Empowering Women Coffee Growers in Antioquia, Colombia
Women play a central, though often "invisible," role in Colombian coffee production. Here's how The Coca-Cola Foundation and TechnoServe are partnering to improve the access of 11,000 women to the services and training they need to run their coffee farms as a business.
Editor’s Note: This post originally ran in Spanish on the Coca-Cola Journey blog.
Women play a central role in the production of Colombian coffee. In addition to managing domestic responsibilities, women also work in planting, fertilizing, harvesting and processing coffee. In spite of their important role, however, women generally have limited access to information, training, resources and incentives.
While many of the activities that women perform are fundamental to securing the high quality and price of coffee, their role can be, in a sense, “invisible.” These limitations are barriers to women’s economic empowerment, and even to the success and profitability of the family farm.
Since February, The Coca-Cola Foundation, through a $100,000 grant to TechnoServe, has sponsored the Empowering Women Coffee Farmers in Antioquia pilot project.
“If we don’t go to the workshops and receive information first-hand, it’s bad for the farm. When Yuly [the extension worker] came to the farm, I used to serve her coffee, and my husband was the one who would speak with her. Now I see that that’s not right, because I didn’t learn anything and kept doing things the same way. The good thing is that the situation has been changing over the last few months, and they are inviting the women more and more now. There are farming practices that I have changed; you feel important, and you have more grounds to offer your opinion,” said Damaris San Martín, a 33-year-old farmer.
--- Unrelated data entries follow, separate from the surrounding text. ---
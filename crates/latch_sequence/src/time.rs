//! Evaluation clock
//!
//! Fixed-rate tick counter for the spawnables pass

use std::time::Duration;

/// Default evaluation rate (60 Hz)
pub const DEFAULT_FRAME_RATE: u32 = 60;

#[derive(Debug, Clone)]
pub struct EvaluationClock {
    frame_rate: u32,
    tick_count: u64,
}

impl EvaluationClock {
    /// Clock ticking at `frame_rate` Hz. Zero is treated as one.
    pub fn new(frame_rate: u32) -> Self {
        Self {
            frame_rate: frame_rate.max(1),
            tick_count: 0,
        }
    }

    pub fn frame_rate(&self) -> u32 {
        self.frame_rate
    }

    pub fn tick_count(&self) -> u64 {
        self.tick_count
    }

    pub fn tick_duration(&self) -> Duration {
        Duration::from_secs(1) / self.frame_rate
    }

    /// Advance one tick, returning the new tick number.
    pub fn advance_tick(&mut self) -> u64 {
        self.tick_count += 1;
        self.tick_count
    }

    pub fn total_time(&self) -> Duration {
        let rate = u64::from(self.frame_rate);
        // remainder < frame_rate, so it fits in u32
        let partial = (self.tick_count % rate) as u32;
        Duration::from_secs(self.tick_count / rate)
            + Duration::from_secs(1) * partial / self.frame_rate
    }
}

impl Default for EvaluationClock {
    fn default() -> Self {
        Self::new(DEFAULT_FRAME_RATE)
    }
}

#[cfg(test)]
mod tests {
    use super::*;

    #[test]
    fn ticks_accumulate_time() {
        let mut clock = EvaluationClock::new(50);
        assert_eq!(clock.advance_tick(), 1);
        assert_eq!(clock.advance_tick(), 2);
        assert_eq!(clock.total_time(), Duration::from_millis(40));
        assert_eq!(EvaluationClock::new(0).frame_rate(), 1);
    }

    #[test]
    fn total_time_covers_long_runs() {
        let mut clock = EvaluationClock::new(1);
        clock.tick_count = u64::from(u32::MAX) + 10;
        assert_eq!(clock.total_time(), Duration::from_secs(u64::from(u32::MAX) + 10));

        let mut clock = EvaluationClock::new(60);
        clock.tick_count = 60 * 5_000_000_000 + 30;
        assert_eq!(
            clock.total_time(),
            Duration::from_secs(5_000_000_000) + Duration::from_millis(500)
        );
    }
}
Through the pilot, more than 1,600 women and young men have been trained to participate in decision-making, dialogue, negotiation, accounting and other skills for running the farm as a business.
The seven-month pilot is being implemented by TechnoServe and the Colombian Coffee Growers Federation, with the goal of improving access for 11,000 women to extension services, training, and information, as well as addressing gaps in the knowledge needed to run the coffee farm as a business.
“This is the first time that we have been invited to training as a couple. I think we learn better this way, and it’s easier to adopt the practices. If I don’t remember something, she probably does. We’re stronger together,” said one farmer, Salgar.
Thanks to the project, women’s participation in rural extension activities has increased by 132 percent. Additionally, more than 1,600 women and young men have been trained to participate in decision-making, dialogue, negotiation, accounting and other skills for running the farm as a business.
Thirty three-year-old Yurani Bustamante attended the training with her three teenaged children. For them, it has been bittersweet, because while they have learned new things, they have come to regret past decisions that they had made because they didn’t understand the farm’s figures.
Through practical exercises, they came to learn that they knew a lot about the farm, but they didn’t know how to use that information to make decisions. For example, during the workshop, they realized that their planting density was very low; they had known how many plants they had and the distance between them, but they didn’t know what the best practices were.
“When we got home, we told my husband about the mistakes we had been making when we planted the coffee. We had wasted a lot of space, and that’s lost revenue…I felt like crying. If we had received that training a few months earlier, we would have planted the crop efficiently. We learned a lot of things that would have been good to know before we planted. That won’t happen again,” said Yurani.